The extractor_registry core model represents registered extractors and their matching rules.

If your module needs to manage which extractors exist, how they match files, and what their runtime metadata looks like, this is the model to use.

What This Model Represents

Rows include fields such as:

  • id
  • name
  • extractor_id
  • config
  • file_extensions
  • mime_types
  • priority
  • status
  • supported

This is the registry-level representation of extractors, not the execution API itself. Extraction execution belongs to sdk.extractors.

Extractor MIME routing is not derived directly from these rows at call time.
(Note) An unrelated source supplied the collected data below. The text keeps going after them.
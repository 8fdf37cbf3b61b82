//! Domain entities held by the in-memory entity store.

pub mod event;
pub mod grade;
pub mod subject;
pub mod user;

pub use event::{Event, EventDraft, EventKind};
pub use grade::Grade;
pub use subject::{Subject, SubjectDraft};
pub use user::User;

/// Identifier shared by subjects, events and grades.
pub type EntityId = u64;
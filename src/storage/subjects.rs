use super::store::EntityStore;
use crate::entities::{EntityId, Subject, SubjectDraft};

impl EntityStore {
    /// Append a new subject built from `draft` and return its fresh id.
    pub fn create_subject(&mut self, draft: SubjectDraft) -> EntityId {
        let id = self.fresh_id();
        log::debug!("Store: creating subject {} '{}'", id, draft.name);
        self.subjects.push(Subject::from_draft(id, draft));
        id
    }

    /// Replace the subject sharing `subject.id`. Returns `false` and leaves the
    /// collection untouched when there is no such subject.
    pub fn update_subject(&mut self, subject: Subject) -> bool {
        match self.subjects.iter_mut().find(|s| s.id == subject.id) {
            Some(slot) => {
                log::debug!("Store: updating subject {} '{}'", subject.id, subject.name);
                *slot = subject;
                true
            }
            None => {
                log::debug!("Store: update ignored, subject {} not found", subject.id);
                false
            }
        }
    }

    /// Remove the subject with `id`. Events pointing at it are kept and their
    /// subject reference is left dangling.
    pub fn delete_subject(&mut self, id: EntityId) -> bool {
        let before = self.subjects.len();
        self.subjects.retain(|s| s.id != id);
        let removed = self.subjects.len() != before;
        if removed {
            log::debug!("Store: deleted subject {}", id);
        } else {
            log::debug!("Store: delete ignored, subject {} not found", id);
        }
        removed
    }

    /// Find a subject from the string form of its id, as it comes out of a
    /// form field. Anything that does not parse is simply not found.
    pub fn lookup_subject(&self, raw_id: &str) -> Option<&Subject> {
        let id = raw_id.trim().parse::<EntityId>().ok()?;
        self.subject(id)
    }
}
use crossterm::event::{poll, Event, KeyEvent, KeyEventKind};
use tokio::time::{Duration, Instant};

/// Polls the terminal without blocking the runtime.
pub struct EventHandler {
    poll_interval: Duration,
    last_render_time: Instant,
}

impl EventHandler {
    pub fn new() -> Self {
        Self {
            poll_interval: Duration::from_millis(100),
            last_render_time: Instant::now(),
        }
    }

    pub async fn next_event(&mut self) -> anyhow::Result<EventType> {
        // Check for terminal events without blocking first
        if poll(Duration::from_millis(0))? {
            return Ok(match crossterm::event::read()? {
                Event::Key(key) if key.kind == KeyEventKind::Press => EventType::Key(key),
                Event::Resize(w, h) => EventType::Resize(w, h),
                _ => EventType::Other,
            });
        }

        // If no immediate event, wait a bit and return tick
        tokio::time::sleep(self.poll_interval).await;
        Ok(EventType::Tick)
    }

    /// Record that a frame was just drawn
    pub fn mark_rendered(&mut self) {
        self.last_render_time = Instant::now();
    }

    /// Get the time since last render for frame timing
    pub fn time_since_last_render(&self) -> Duration {
        self.last_render_time.elapsed()
    }
}

#[derive(Debug, Clone)]
pub enum EventType {
    Key(KeyEvent),
    Resize(u16, u16),
    Tick,
    Other,
}

impl Default for EventHandler {
    fn default() -> Self {
        Self::new()
    }
}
The active routing decision is stored in extractor_mime_type_binding and managed through sdk.extractors.set_mime_type_binding(...).

extractor_registry.mime_types defines what an extractor can support. extractor_mime_type_binding defines which extractor is currently selected for a MIME type.

Typical Use Cases

Use module_sdk.models.extractor_registry when you need to:

  • list available extractors
  • register a new extractor row
  • update matching rules or status
  • manage extractor support metadata

Listing Extractors

Example:

listing = module_sdk.models.extractor_registry.list(
    page=0,
    page_size=100,
    filters={"status": "installed"},
)

Supported filters include:

  • id
  • name
  • extractor_id
  • status
  • supported

Creating An Extractor Row

Example:

created = module_sdk.models.extractor_registry.create(
    {
        "name": "docling_pdf",
        "extractor_id": "docling",
        "file_extensions": [".pdf"],
        "mime_types": ["application/pdf"],
        "priority": 10,
        "status": "installed",
        "supported": True,
    }
)

What It Validates

The model:

  • requires name and extractor_id
  • rejects duplicate extractor names
  • requires config to be an object when provided
  • requires file_extensions and mime_types to be lists when provided

Updating And Deleting

Update and delete behave like ordinary core-model registry operations:

updated = module_sdk.models.extractor_registry.update(row_id, {"priority": 20})
deleted = module_sdk.models.extractor_registry.delete(row_id)

Use them when maintaining registry metadata, not when you actually want to run extraction work.